Marginalia are handwritten notes, doodles, underlines, arrows, arguments, and whispers that readers leave behind in books. They show up in the margins, between the lines, across flyleaves, even in the gutter of the spine.

It’s part conversation, part rebellion, part confession.

A Brief History:

  • Medieval Manuscripts: Glosses and side notes from monks, equal parts theology and “scribe snark.”

  • Renaissance Scholars: Marginalia became a sign of scholarly dialogue. (Think footnotes with personality.)

  • Romantic & Victorian Readers: Writers like Coleridge and Brontë left behind dense and poetic commentary.

  • Modern Books: Marginalia is still alive, in love letters, furious corrections, weird doodles, and spiritual epiphanies found in thrift-store paperbacks.

Key Terms

  • Gloss: Short margin explanations

  • Footnote: Formal notes at page bottoms

  • Scholia: Academic commentary

  • Interlinear Notes: Tiny text between lines, often translations, or snark

  • Gutter: The inner margin of a book, where the two pages meet near the binding. It’s the space between the visible text and the spine, often difficult to see or annotate without cracking the book open. In marginalia, notes found here are considered especially hidden or intimate, sometimes called gutter scribbles.
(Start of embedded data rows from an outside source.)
use std::{
    ffi::CStr,
    io,
    os::fd::{AsRawFd as _, FromRawFd as _, OwnedFd},
};

use log::{debug, info};
use tokio::io::unix::AsyncFd;

const TUN_DEVICE_PATH: &[u8] = b"/dev/net/tun\0";
// _IOW('T', 202, int) from linux/if_tun.h.
const TUNSETIFF: libc::c_ulong = 0x400454ca;

/// Source and sink of raw IP packets on the private side of the tunnel.
pub trait TunnelDevice {
    async fn read_packet(&mut self, buf: &mut [u8]) -> Result<usize, io::Error>;
    async fn write_packet(&mut self, data: &[u8]) -> Result<usize, io::Error>;
}

pub struct TunDevice {
    fd: AsyncFd<OwnedFd>,
    name: String,
}

impl TunDevice {
    /// Creates (or attaches to) a TUN interface. An empty name lets the kernel pick one.
    /// With `framing` enabled, every packet carries the 4-byte packet information header.
    pub fn open(name: &str, framing: bool) -> Result<TunDevice, io::Error> {
        let fd = unsafe {
            libc::open(
                TUN_DEVICE_PATH.as_ptr().cast(),
                libc::O_RDWR | libc::O_NONBLOCK | libc::O_CLOEXEC,
            )
        };
        if fd < 0 {
            let err = io::Error::last_os_error();
            log::error!("Failed to open tunnel device: {err}");
            return Err(err);
        }
        let fd = unsafe { OwnedFd::from_raw_fd(fd) };

        let mut flags = libc::IFF_TUN;
        if !framing {
            flags |= libc::IFF_NO_PI;
        }
        let mut ifreq = libc::ifreq {
            ifr_name: Self::ifr_name(name)?,
            ifr_ifru: libc::__c_anonymous_ifr_ifru {
                ifru_flags: flags as libc::c_short,
            },
        };
        if unsafe { libc::ioctl(fd.as_raw_fd(), TUNSETIFF as _, std::ptr::from_mut(&mut ifreq)) }
            < 0
        {
            let err = io::Error::last_os_error();
            log::error!("Failed to configure tunnel device {name}: {err}");
            return Err(err);
        }
        let name = unsafe { CStr::from_ptr(ifreq.ifr_name.as_ptr()) }
            .to_string_lossy()
            .into_owned();
        info!("Opened tunnel device {name}");
        if framing {
            debug!("Tunnel device {name} uses packet information headers");
        }

        Ok(TunDevice {
            fd: AsyncFd::new(fd)?,
            name,
        })
    }

    pub fn name(&self) -> &str {
        &self.name
    }

    fn ifr_name(name: &str) -> Result<[libc::c_char; libc::IFNAMSIZ], io::Error> {
        let mut ifr_name = [0; libc::IFNAMSIZ];
        if name.as_bytes().contains(&0) {
            return Err(io::Error::new(
                io::ErrorKind::InvalidInput,
                "Tunnel interface name contains a NUL byte",
            ));
        }
        // Reserve one byte for the terminating NUL.
        if name.len() >= ifr_name.len() {
            return Err(io::Error::new(
                io::ErrorKind::InvalidInput,
                "Tunnel interface name is too long",
            ));
        }
        ifr_name
            .iter_mut()
            .zip(name.as_bytes())
            .for_each(|(dst, src)| *dst = *src as libc::c_char);
        Ok(ifr_name)
    }
}

impl TunnelDevice for TunDevice {
    async fn read_packet(&mut self, buf: &mut [u8]) -> Result<usize, io::Error> {
        loop {
            let mut guard = self.fd.readable().await?;
            match guard.try_io(|fd| {
                let result =
                    unsafe { libc::read(fd.as_raw_fd(), buf.as_mut_ptr().cast(), buf.len()) };
                if result >= 0 {
                    Ok(result as usize)
                } else {
                    Err(io::Error::last_os_error())
                }
            }) {
                Ok(result) => return result,
                Err(_would_block) => continue,
            }
        }
    }

    async fn write_packet(&mut self, data: &[u8]) -> Result<usize, io::Error> {
        loop {
            let mut guard = self.fd.writable().await?;
            match guard.try_io(|fd| {
                let result =
                    unsafe { libc::write(fd.as_raw_fd(), data.as_ptr().cast(), data.len()) };
                if result >= 0 {
                    Ok(result as usize)
                } else {
                    Err(io::Error::last_os_error())
                }
            }) {
                Ok(result) => return result,
                Err(_would_block) => continue,
            }
        }
    }
}

#[cfg(test)]
mod tests {
    use super::*;

    #[test]
    fn interface_name_fits_ifreq() {
        let ifr_name = TunDevice::ifr_name("tun0").unwrap();
        assert_eq!(ifr_name[0], b't' as libc::c_char);
        assert_eq!(ifr_name[3], b'0' as libc::c_char);
        assert!(ifr_name[4..].iter().all(|c| *c == 0));
        assert!(TunDevice::ifr_name("").unwrap().iter().all(|c| *c == 0));
    }

    #[test]
    fn interface_name_rejected() {
        assert!(TunDevice::ifr_name("a-very-long-name").is_err());
        assert!(TunDevice::ifr_name("tun\00").is_err());
    }
}
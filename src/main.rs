use std::{
    env, fmt, future, io,
    net::{IpAddr, Ipv4Addr},
    process,
    str::FromStr,
    task::Poll,
    time::Duration,
};

use log::info;
use tokio::{
    runtime,
    signal::unix::{self as signal, SignalKind},
    sync::oneshot,
};

mod demux;
mod device;
mod errqueue;
mod forwarder;
mod ip;
mod logger;
mod pcap;
mod peers;
mod socket;
mod tunnel;

enum Action {
    Run(tunnel::Config),
}

pub struct Args {
    log_level: log::LevelFilter,
    action: Action,
}

const USAGE_INSTRUCTIONS: &str = "Usage: udptun [OPTIONS] run\n\n\
Options:\
\n      --log-level=<LOG_LEVEL>          Log level [default: info]\
\n      --tun-name=<NAME>                Tunnel interface name [default: assigned by kernel]\
\n      --private-ip=<IP>                Private tunnel address, one IPv4 and one IPv6 can be provided\
\n      --listen-ip=<IP>                 Listen IP address, one IPv4 and one IPv6 can be provided [default: 0.0.0.0]\
\n      --port=<PORT>                    UDP port [default: 5000]\
\n      --peers=<FILENAME>               Path to peer table (private IP and public IP:port per line)\
\n      --idle-timeout=<SECONDS>         Stop after this many seconds without traffic, 0 to disable [default: 60]\
\n      --close-timeout=<SECONDS>        Grace period before stopping on shutdown [default: 2]\
\n      --initial-sleep=<SECONDS>        Wait before forwarding [default: 0]\
\n      --tun-framing                    Prepend packet information header on the tunnel device\
\n      --planetlab                      PlanetLab compatibility (implies --tun-framing)\
\n      --pcap=<FILENAME>                Capture tunnel traffic to a PCAP file\
\n      --help                           Print help";

fn fail_with_error(name: &str, value: &str, err: fmt::Arguments) -> ! {
    eprintln!(
        "Argument {} has an unsupported value {}: {}",
        name, value, err
    );
    println!("{}", USAGE_INSTRUCTIONS);
    process::exit(2);
}

impl Args {
    fn parse() -> Args {
        let parse_seconds = |name: &str, value: &str| -> Duration {
            match u64::from_str(value) {
                Ok(seconds) => Duration::from_secs(seconds),
                Err(err) => fail_with_error(
                    name,
                    value,
                    format_args!("Failed to parse duration in seconds: {}", err),
                ),
            }
        };

        let mut log_level = log::LevelFilter::Info;
        let mut tun_name = String::new();
        let mut private_ips = vec![];
        let mut listen_ips = vec![];
        let mut port = 5000;
        let mut peer_table = None;
        let mut idle_timeout = Some(Duration::from_secs(60));
        let mut close_timeout = Duration::from_secs(2);
        let mut initial_sleep = Duration::ZERO;
        let mut legacy_framing = false;
        let mut planetlab = false;
        let mut pcap_path = None;

        for arg in env::args()
            .take(env::args().len().saturating_sub(1))
            .skip(1)
        {
            if arg == "--help" || arg == "help" {
                println!("{}", USAGE_INSTRUCTIONS);
                process::exit(0);
            } else if arg == "--tun-framing" {
                legacy_framing = true;
                continue;
            } else if arg == "--planetlab" {
                planetlab = true;
                continue;
            }
            let (name, value) = if let Some(arg) = arg.split_once('=') {
                arg
            } else {
                eprintln!("Option flag {} has no value", arg);
                println!("{}", USAGE_INSTRUCTIONS);
                process::exit(2);
            };

            if name == "--log-level" {
                log_level = match value.to_uppercase().as_str() {
                    "TRACE" => log::LevelFilter::Trace,
                    "DEBUG" => log::LevelFilter::Debug,
                    "INFO" => log::LevelFilter::Info,
                    "WARN" => log::LevelFilter::Warn,
                    "ERROR" => log::LevelFilter::Error,
                    "OFF" => log::LevelFilter::Off,
                    _ => fail_with_error(name, value, format_args!("Unsupported log level")),
                };
            } else if name == "--tun-name" {
                tun_name = value.into();
            } else if name == "--private-ip" || name == "--listen-ip" {
                match IpAddr::from_str(value) {
                    Ok(ip) if name == "--private-ip" => private_ips.push(ip),
                    Ok(ip) => listen_ips.push(ip),
                    Err(err) => fail_with_error(
                        name,
                        value,
                        format_args!("Failed to parse IP address: {}", err),
                    ),
                };
            } else if name == "--port" {
                port = match u16::from_str(value) {
                    Ok(port) => port,
                    Err(err) => {
                        fail_with_error(name, value, format_args!("Failed to parse port: {}", err))
                    }
                };
            } else if name == "--peers" {
                match peers::PeerTable::load(value) {
                    Ok(table) => peer_table = Some(table),
                    Err(err) => fail_with_error(
                        name,
                        value,
                        format_args!("Failed to load peer table: {}", err),
                    ),
                };
            } else if name == "--idle-timeout" {
                let timeout = parse_seconds(name, value);
                idle_timeout = if timeout.is_zero() {
                    None
                } else {
                    Some(timeout)
                };
            } else if name == "--close-timeout" {
                close_timeout = parse_seconds(name, value);
            } else if name == "--initial-sleep" {
                initial_sleep = parse_seconds(name, value);
            } else if name == "--pcap" {
                pcap_path = Some(value.into());
            } else {
                eprintln!("Unsupported argument {}", arg);
            }
        }

        let action = if let Some(action) = env::args().last() {
            action
        } else {
            eprintln!("No action specified");
            println!("{}", USAGE_INSTRUCTIONS);
            process::exit(2);
        };

        match action.as_str() {
            "run" => {
                let peers = if let Some(peers) = peer_table {
                    peers
                } else {
                    eprintln!("No peer table specified");
                    println!("{}", USAGE_INSTRUCTIONS);
                    process::exit(2);
                };
                if listen_ips.is_empty() {
                    listen_ips = vec![IpAddr::V4(Ipv4Addr::UNSPECIFIED)];
                }

                let action = Action::Run(tunnel::Config {
                    tun_name,
                    private_ips,
                    listen_ips,
                    port,
                    peers,
                    idle_timeout,
                    close_timeout,
                    initial_sleep,
                    legacy_framing,
                    planetlab,
                    pcap_path,
                });
                Args { log_level, action }
            }
            _ => {
                eprintln!("No action specified");
                println!("{}", USAGE_INSTRUCTIONS);
                process::exit(2);
            }
        }
    }
}

async fn wait_termination() -> Result<(), io::Error> {
    let mut interrupt = signal::signal(SignalKind::interrupt())?;
    let mut terminate = signal::signal(SignalKind::terminate())?;
    future::poll_fn(|cx| {
        if interrupt.poll_recv(cx).is_ready() || terminate.poll_recv(cx).is_ready() {
            Poll::Ready(())
        } else {
            Poll::Pending
        }
    })
    .await;
    info!("Received termination signal");
    Ok(())
}

fn main() {
    println!(
        "udptun version {}",
        option_env!("CARGO_PKG_VERSION").unwrap_or("unknown")
    );
    let args = Args::parse();

    if let Err(err) = logger::setup_logger(args.log_level) {
        eprintln!("Failed to set up logger, error is {}", err);
    }
    let rt = match runtime::Builder::new_current_thread().enable_all().build() {
        Ok(rt) => rt,
        Err(err) => {
            println!("Failed to start runtime, error is {}", err);
            process::exit(1);
        }
    };
    match args.action {
        Action::Run(config) => {
            let tunnel = match tunnel::Tunnel::new(config) {
                Ok(tunnel) => tunnel,
                Err(err) => {
                    println!("Failed to create tunnel, error is {}", err);
                    process::exit(1);
                }
            };
            let (shutdown_sender, shutdown_receiver) = oneshot::channel();
            rt.spawn(async move {
                if let Err(err) = wait_termination().await {
                    log::error!("Failed to set up signal handler: {err}");
                    return;
                }
                let _ = shutdown_sender.send(());
            });
            if let Err(err) = tunnel.run(rt, shutdown_receiver) {
                println!("Failed to run tunnel, error is {}", err);
                process::exit(1);
            }
        }
    }
}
  • Flyleaf: A blank page at the very front or back of a book, not part of the main text or pagination.

Why Does It Matter?

Marginalia offers an unexpected window into thought and emotion. It’s the fingerprint of the reader’s mind.

In research and history, these notes show how texts were interpreted and misinterpreted across time.
In the library world, marginalia asks us to reconsider our views on preservation, ownership, and interaction.

 

In the library world, it also raises questions:

Should books be kept pristine?

Or is there something sacred about the scribble?

Have you ever found something weird written in a library book?

If your future self wrote a note in the margin of your life today, what would it say?

 🗝️The Librarian Left This Here

The Snarky Monk and the Killer Rabbit

While scrolling through digitized manuscripts, a reader stumbles on a complaint scribbled in Latin:
"Oh, my hand!"
A medieval scribe’s cry of frustration, buried beside a sacred text.

Then, a rabbit appears in armor. With a sword. Slaying a man.
Yes, you read that correctly! 

🐰 Welcome to the marginalia of medieval Europe, where animals attack, saints get side-eye, and tired monks leave their mark.

“We’re all mad here,” said the Cheshire Cat. Marginalia proves it’s been that way for centuries.